コンマ区切りのカーソル位置を算出する際、カーソルの後ろの文字列を使用して算出するのも実装方法の1つです。ですが、カーソル前の文字列を使用して算出できるようにするのが良いでしょう。理由としては2つあります。
- カーソルの後ろの文字列を使用した場合、前述のDeleteキー処理をBackSpaseキーで行う必要がある
→ BackSpaseキーの方がよく使われるので、個別処理を避けたい - カーソルよりも前に小数点がある場合、処理分岐が必要になる
というわけで、こんな感じに実装しました。
// コード全体は後述のCodePen参照
input.addEventListener('input', e => {
const m = input.value.match(/^-?([0-9,]*)(\.[0-9,]*)?$/)
if (!m) {
// TODO: フォーマットエラー時の処理
return
}
// 整数部から最初のコンマ位置を算出し、正規表現を作成する
const firstCommaPos = toNumeric(m[1]).length % 3 || 3
const reg = new RegExp(`(^-?\\d{${firstCommaPos}}|\\d{3})(?=\\d)`, 'g')

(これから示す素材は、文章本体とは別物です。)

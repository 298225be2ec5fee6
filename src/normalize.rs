//! Word normalization: stop words, Snowball stemming and lemmatization.

use std::collections::{HashMap, HashSet};
use std::fmt;
use std::fs;
use std::path::Path;

use clap::ValueEnum;
use log::{info, warn};
use rust_stemmers::{Algorithm, Stemmer};
use stopwords::{Language, NLTK, Stopwords};

use crate::error::{Error, Result};

/// Languages with both a stop word list and a Snowball stemmer.
#[derive(Debug, Clone, Copy, PartialEq, Eq, Hash, ValueEnum)]
pub enum Lang {
    En,
    De,
    Fr,
    Es,
    It,
    Pt,
    Nl,
    Sv,
    Da,
    No,
    Fi,
    Ru,
    Hu,
    Ro,
    Tr,
}

impl Lang {
    fn algorithm(self) -> Algorithm {
        match self {
            Lang::En => Algorithm::English,
            Lang::De => Algorithm::German,
            Lang::Fr => Algorithm::French,
            Lang::Es => Algorithm::Spanish,
            Lang::It => Algorithm::Italian,
            Lang::Pt => Algorithm::Portuguese,
            Lang::Nl => Algorithm::Dutch,
            Lang::Sv => Algorithm::Swedish,
            Lang::Da => Algorithm::Danish,
            Lang::No => Algorithm::Norwegian,
            Lang::Fi => Algorithm::Finnish,
            Lang::Ru => Algorithm::Russian,
            Lang::Hu => Algorithm::Hungarian,
            Lang::Ro => Algorithm::Romanian,
            Lang::Tr => Algorithm::Turkish,
        }
    }

    fn stopword_language(self) -> Language {
        match self {
            Lang::En => Language::English,
            Lang::De => Language::German,
            Lang::Fr => Language::French,
            Lang::Es => Language::Spanish,
            Lang::It => Language::Italian,
            Lang::Pt => Language::Portuguese,
            Lang::Nl => Language::Dutch,
            Lang::Sv => Language::Swedish,
            Lang::Da => Language::Danish,
            Lang::No => Language::Norwegian,
            Lang::Fi => Language::Finnish,
            Lang::Ru => Language::Russian,
            Lang::Hu => Language::Hungarian,
            Lang::Ro => Language::Romanian,
            Lang::Tr => Language::Turkish,
        }
    }

    fn from_detected(lang: whatlang::Lang) -> Option<Lang> {
        use whatlang::Lang as W;
        Some(match lang {
            W::Eng => Lang::En,
            W::Deu => Lang::De,
            W::Fra => Lang::Fr,
            W::Spa => Lang::Es,
            W::Ita => Lang::It,
            W::Por => Lang::Pt,
            W::Nld => Lang::Nl,
            W::Swe => Lang::Sv,
            W::Dan => Lang::Da,
            W::Nob => Lang::No,
            W::Fin => Lang::Fi,
            W::Rus => Lang::Ru,
            W::Hun => Lang::Hu,
            W::Ron => Lang::Ro,
            W::Tur => Lang::Tr,
            _ => return None,
        })
    }
}

impl fmt::Display for Lang {
    fn fmt(&self, f: &mut fmt::Formatter<'_>) -> fmt::Result {
        let code = self
            .to_possible_value()
            .map(|v| v.get_name().to_string())
            .unwrap_or_default();
        f.write_str(&code)
    }
}

/// How the analysis language is chosen.
#[derive(Debug, Clone, Copy, PartialEq, Eq)]
pub enum LangMode {
    Force(Lang),
    Auto,
}

impl Default for LangMode {
    fn default() -> Self {
        LangMode::Force(Lang::En)
    }
}

impl LangMode {
    /// Resolves to a concrete language. `Auto` runs `whatlang` on `sample`
    /// and falls back to English when detection is unreliable or the
    /// detected language is unsupported.
    pub fn resolve(self, sample: &str) -> Lang {
        match self {
            LangMode::Force(lang) => lang,
            LangMode::Auto => match whatlang::detect(sample) {
                Some(info) if info.is_reliable() => match Lang::from_detected(info.lang()) {
                    Some(lang) => {
                        info!("detected language: {lang}");
                        lang
                    }
                    None => {
                        warn!(
                            "detected language {} is not supported, using English",
                            info.lang().eng_name()
                        );
                        Lang::En
                    }
                },
                _ => {
                    warn!("language detection failed, using English");
                    Lang::En
                }
            },
        }
    }
}

/// Lowercased stop word set.
#[derive(Debug, Clone, Default)]
pub struct StopWords {
    words: HashSet<String>,
}

impl StopWords {
    /// Built-in NLTK list for `lang`.
    pub fn builtin(lang: Lang) -> Self {
        let words = match NLTK::stopwords(lang.stopword_language()) {
            Some(list) => list.iter().map(|w| w.to_lowercase()).collect(),
            None => {
                warn!("no built-in stop words for {lang}");
                HashSet::new()
            }
        };
        StopWords { words }
    }

    pub fn extend<I, S>(&mut self, extra: I)
    where
        I: IntoIterator<Item = S>,
        S: AsRef<str>,
    {
        self.words.extend(
            extra
                .into_iter()
                .map(|w| w.as_ref().trim().to_lowercase())
                .filter(|w| !w.is_empty()),
        );
    }

    /// Adds the words of a stop word file: one per line, blank lines and
    /// `#` comments ignored.
    pub fn extend_from_file(&mut self, path: &Path) -> Result<()> {
        let content = fs::read_to_string(path).map_err(|e| Error::io(path, e))?;
        self.extend(
            content
                .lines()
                .map(str::trim)
                .filter(|line| !line.is_empty() && !line.starts_with('#')),
        );
        Ok(())
    }

    pub fn contains(&self, word: &str) -> bool {
        self.words.contains(word)
    }

    pub fn len(&self) -> usize {
        self.words.len()
    }

    pub fn is_empty(&self) -> bool {
        self.words.is_empty()
    }
}

const IRREGULAR_NOUNS: &[(&str, &str)] = &[
    ("children", "child"),
    ("men", "man"),
    ("women", "woman"),
    ("people", "person"),
    ("mice", "mouse"),
    ("geese", "goose"),
    ("feet", "foot"),
    ("teeth", "tooth"),
    ("oxen", "ox"),
    ("lice", "louse"),
    ("data", "datum"),
    ("analyses", "analysis"),
    ("crises", "crisis"),
    ("theses", "thesis"),
    ("hypotheses", "hypothesis"),
    ("phenomena", "phenomenon"),
    ("criteria", "criterion"),
    ("leaves", "leaf"),
    ("wives", "wife"),
    ("knives", "knife"),
    ("lives", "life"),
    ("wolves", "wolf"),
    ("halves", "half"),
    ("shelves", "shelf"),
    ("calves", "calf"),
    ("loaves", "loaf"),
    ("thieves", "thief"),
    ("selves", "self"),
    ("indices", "index"),
    ("matrices", "matrix"),
    ("cacti", "cactus"),
    ("fungi", "fungus"),
    ("nuclei", "nucleus"),
    ("radii", "radius"),
    ("alumni", "alumnus"),
];

const MIN_LEMMA_LEN: usize = 3;

/// Reduces words to their dictionary form.
///
/// English uses a table of irregular plurals and noun suffix rules; a user
/// lemma map takes precedence over both and is the only source for other
/// languages.
#[derive(Debug, Clone, Default)]
pub struct Lemmatizer {
    map: HashMap<String, String>,
    rules: bool,
}

impl Lemmatizer {
    pub fn new(lang: Lang) -> Self {
        let rules = lang == Lang::En;
        let map = if rules {
            IRREGULAR_NOUNS
                .iter()
                .map(|(form, lemma)| (form.to_string(), lemma.to_string()))
                .collect()
        } else {
            HashMap::new()
        };
        Lemmatizer { map, rules }
    }

    /// Loads `form lemma` pairs (whitespace separated, one per line) on top of
    /// the built-in table.
    pub fn with_map_file(mut self, path: &Path) -> Result<Self> {
        let content = fs::read_to_string(path).map_err(|e| Error::io(path, e))?;
        for line in content.lines() {
            let line = line.trim();
            if line.is_empty() || line.starts_with('#') {
                continue;
            }
            let mut cols = line.split_whitespace();
            match (cols.next(), cols.next()) {
                (Some(form), Some(lemma)) => {
                    self.map.insert(form.to_lowercase(), lemma.to_lowercase());
                }
                _ => warn!("{}: ignoring malformed lemma line {line:?}", path.display()),
            }
        }
        Ok(self)
    }

    pub fn lemmatize(&self, word: &str) -> String {
        if let Some(lemma) = self.map.get(word) {
            return lemma.clone();
        }
        if !self.rules {
            return word.to_string();
        }
        detach_noun_suffix(word).unwrap_or_else(|| word.to_string())
    }
}

fn detach_noun_suffix(word: &str) -> Option<String> {
    let candidate = if let Some(stem) = word.strip_suffix("sses") {
        format!("{stem}ss")
    } else if let Some(stem) = word.strip_suffix("ies") {
        format!("{stem}y")
    } else if word.ends_with("ches") || word.ends_with("shes") || word.ends_with("xes") {
        word[..word.len() - 2].to_string()
    } else if word.ends_with("ss") || word.ends_with("us") || word.ends_with("is") {
        return None;
    } else {
        word.strip_suffix('s')?.to_string()
    };
    (candidate.chars().count() >= MIN_LEMMA_LEN).then_some(candidate)
}

/// Stop word removal followed by optional stemming and lemmatization.
pub struct Normalizer {
    stop_words: StopWords,
    stemmer: Option<Stemmer>,
    lemmatizer: Option<Lemmatizer>,
}

impl Normalizer {
    pub fn new(stop_words: StopWords) -> Self {
        Normalizer {
            stop_words,
            stemmer: None,
            lemmatizer: None,
        }
    }

    pub fn with_stemming(mut self, lang: Lang) -> Self {
        self.stemmer = Some(Stemmer::create(lang.algorithm()));
        self
    }

    pub fn with_lemmatizer(mut self, lemmatizer: Lemmatizer) -> Self {
        self.lemmatizer = Some(lemmatizer);
        self
    }

    /// Normalizes one lowercased token, or `None` if it is a stop word.
    pub fn normalize_word(&self, token: &str) -> Option<String> {
        if self.stop_words.contains(token) {
            return None;
        }
        let mut word = match &self.stemmer {
            Some(stemmer) => stemmer.stem(token).into_owned(),
            None => token.to_string(),
        };
        if let Some(lemmatizer) = &self.lemmatizer {
            word = lemmatizer.lemmatize(&word);
        }
        Some(word)
    }

    pub fn normalize<S: AsRef<str>>(&self, tokens: &[S]) -> Vec<String> {
        tokens
            .iter()
            .filter_map(|t| self.normalize_word(t.as_ref()))
            .collect()
    }
}

impl fmt::Debug for Normalizer {
    fn fmt(&self, f: &mut fmt::Formatter<'_>) -> fmt::Result {
        f.debug_struct("Normalizer")
            .field("stop_words", &self.stop_words.len())
            .field("stemming", &self.stemmer.is_some())
            .field("lemmatizer", &self.lemmatizer)
            .finish()
    }
}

// 上記正規表現を使用した、小数対応のフォーマット変換
const format = text => {
const [a, ...b] = text.split('.')
return [toNumeric(a).replace(reg, '$1,'), ...b.map(toNumeric)].join('.')
}
const pos = format(input.value.slice(0, input.selectionStart)).length
input.value = format(input.value)
input.selectionStart = pos
input.selectionEnd = pos
})
無理矢理感のある正規表現&小数点対応なので、もっと良い案があれば教えて下さい。
その他の制御
今回は説明を省略しますが、数値以外の文字が入力された場合はフォーマットしない、もしくは入力できないようにするといった制御があると良いでしょう。
完成品
上記の実装を行ったのが、下記になります。
デバッグお願いします。 実際に動作を試してみてください。
See the Pen Qiita Advent Calendar 2024 - 2 by iMasanari (@iMasanari) on CodePen.

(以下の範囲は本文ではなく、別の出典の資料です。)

//! Writing reports to disk and handing HTML pages to the browser.

use std::fs::{self, OpenOptions};
use std::io::Write;
use std::path::{Path, PathBuf};

use chrono::prelude::*;
use clap::ValueEnum;
use csv::WriterBuilder;
use log::info;

use crate::error::{Error, Result};
use crate::render::{HtmlOptions, render_html};
use crate::report::Report;

#[derive(Debug, Clone, Copy, PartialEq, Eq, ValueEnum)]
pub enum ExportFormat {
    Html,
    Csv,
    Tsv,
    Json,
}

impl ExportFormat {
    pub fn extension(self) -> &'static str {
        match self {
            ExportFormat::Html => "html",
            ExportFormat::Csv => "csv",
            ExportFormat::Tsv => "tsv",
            ExportFormat::Json => "json",
        }
    }
}

/// Neutralizes spreadsheet formulas by prefixing risky cells with `'`.
///
/// Cells that already start with `'` are left alone.
pub fn csv_safe_cell(cell: String) -> String {
    match cell.chars().next() {
        Some('=' | '+' | '-' | '@' | '\t' | '\r') => format!("'{cell}"),
        _ => cell,
    }
}

/// File-name-safe stem of `path`, used to name outputs.
pub fn stem_for(path: &Path) -> String {
    let raw = path
        .file_stem()
        .map(|s| s.to_string_lossy().into_owned())
        .unwrap_or_default();
    let stem: String = raw
        .chars()
        .map(|c| {
            if c.is_alphanumeric() || c == '-' || c == '_' {
                c
            } else {
                '_'
            }
        })
        .collect();
    if stem.is_empty() {
        "report".to_string()
    } else {
        stem
    }
}

/// `<dir>/<stem>_<YYYYmmdd_HHMMSS>_report.<ext>`
pub fn timestamped_path(dir: &Path, stem: &str, format: ExportFormat) -> PathBuf {
    let local: DateTime<Local> = Local::now();
    let name = format!(
        "{stem}_{}_report.{}",
        local.format("%Y%m%d_%H%M%S"),
        format.extension()
    );
    dir.join(name)
}

///save file to path. Return result.
pub fn save_file(content: &str, path: &Path) -> Result<PathBuf> {
    if let Some(parent) = path.parent().filter(|p| !p.as_os_str().is_empty()) {
        fs::create_dir_all(parent).map_err(|e| Error::io(parent, e))?;
    }
    let mut file = OpenOptions::new()
        .write(true)
        .create(true)
        .truncate(true)
        .open(path)
        .map_err(|e| Error::io(path, e))?;
    file.write_all(content.as_bytes())
        .map_err(|e| Error::io(path, e))?;
    Ok(path.to_path_buf())
}

/// Writes the page to `target`, or to a fresh `.html` temp file that is kept
/// after the process exits.
pub fn write_html(html: &str, target: Option<&Path>) -> Result<PathBuf> {
    let path = match target {
        Some(path) => save_file(html, path)?,
        None => {
            let mut file = tempfile::Builder::new()
                .prefix("word_report_")
                .suffix(".html")
                .tempfile()
                .map_err(|e| Error::io(std::env::temp_dir(), e))?;
            let path = file.path().to_path_buf();
            file.write_all(html.as_bytes())
                .map_err(|e| Error::io(&path, e))?;
            file.keep().map_err(|e| Error::io(&path, e.error))?;
            path
        }
    };
    info!("wrote {}", path.display());
    Ok(path)
}

pub fn open_in_browser(path: &Path) -> Result<()> {
    webbrowser::open(&path.to_string_lossy()).map_err(|source| Error::Browser {
        path: path.to_path_buf(),
        source,
    })
}

/// Serializes the report into `writer`.
///
/// In the delimited formats files are joined with `; ` and sentences with
/// ` | `. HTML uses the default page options.
pub fn write_report<W: Write>(report: &Report, format: ExportFormat, mut writer: W) -> Result<()> {
    match format {
        ExportFormat::Html => {
            let html = render_html(report, &HtmlOptions::default());
            writer
                .write_all(html.as_bytes())
                .map_err(|e| Error::io("<html output>", e))?;
        }
        ExportFormat::Json => {
            serde_json::to_writer_pretty(writer, report)?;
        }
        ExportFormat::Csv | ExportFormat::Tsv => {
            let delimiter = if format == ExportFormat::Tsv { b'\t' } else { b',' };
            let mut wtr = WriterBuilder::new().delimiter(delimiter).from_writer(writer);
            wtr.write_record(["word", "count", "files", "sentences"])?;
            for row in report.iter() {
                wtr.write_record([
                    csv_safe_cell(row.word.clone()),
                    row.count.to_string(),
                    csv_safe_cell(row.file_list.join("; ")),
                    csv_safe_cell(row.sentence_list.join(" | ")),
                ])?;
            }
            wtr.flush().map_err(csv::Error::from)?;
        }
    }
    Ok(())
}

/// Exports the report in `format` to `path`.
pub fn export_report(report: &Report, format: ExportFormat, path: &Path) -> Result<PathBuf> {
    let mut buf = Vec::new();
    write_report(report, format, &mut buf)?;
    let content = String::from_utf8_lossy(&buf);
    let path = save_file(&content, path)?;
    info!("exported {} rows to {}", report.len(), path.display());
    Ok(path)
}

カーソル位置など、なるべく通常の文字入力と同じ動作を再現してはいますが、諦めている箇所もあります。
例えば、ctrl+Z
などの Undo / Redo 機能です。execCommand の insertText
等を使えばできるのですが、このAPIは現在非推奨となっています。
また、Deleteキー押下時の処理は、Deleteキー以外の同等の処理(forwardDelete
)には対応していません。Macでの ctrl+d
がこれに当たります。おそらく頻度も低く、代替手段もあるので特に問題にはならないと思うので非対応としています。
最後に
CodePenには、素のJavaScriptで書いています。もしReactやVue、もしくはjQueryで書く場合は適宜修正してください。Reactの場合、react-number-format のような専用のライブラリを使用するのも1つです。
この記事を参考に、入力したら急にカーソルが末尾にワープする、なんてことが起こらないように実装していただけますと幸いです。